Task description: Filter the entries, keeping every line with the word "HttpRequest".

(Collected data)
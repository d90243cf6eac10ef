//! Constructors for [`HttpRequest`] values. Nothing is sent until the
//! request reaches [`crate::HttpManager::on_effects`].

use crate::{HttpError, HttpMethod, HttpRequest, HttpResponse};
use std::sync::Arc;

fn request<Msg>(
    method: HttpMethod,
    url: String,
    body: Option<Vec<u8>>,
    returns: impl Fn(Result<HttpResponse, HttpError>) -> Msg + Send + Sync + 'static,
) -> HttpRequest<Msg> {
    HttpRequest {
        method,
        url,
        headers: Vec::new(),
        body,
        returns: Arc::new(returns),
    }
}

pub fn get<Msg>(
    url: impl Into<String>,
    returns: impl Fn(Result<HttpResponse, HttpError>) -> Msg + Send + Sync + 'static,
) -> HttpRequest<Msg> {
    request(HttpMethod::Get, url.into(), None, returns)
}

/// `body` is sent as-is; set `Content-Type` with [`HttpRequest::with_header`].
pub fn post<Msg>(
    url: impl Into<String>,
    body: impl Into<Vec<u8>>,
    returns: impl Fn(Result<HttpResponse, HttpError>) -> Msg + Send + Sync + 'static,
) -> HttpRequest<Msg> {
    request(HttpMethod::Post, url.into(), Some(body.into()), returns)
}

Result below:
//! Constructors for [`HttpRequest`] values. Nothing is sent until the
use crate::{HttpError, HttpMethod, HttpRequest, HttpResponse};
) -> HttpRequest<Msg> {
    HttpRequest {
) -> HttpRequest<Msg> {
/// `body` is sent as-is; set `Content-Type` with [`HttpRequest::with_header`].
) -> HttpRequest<Msg> {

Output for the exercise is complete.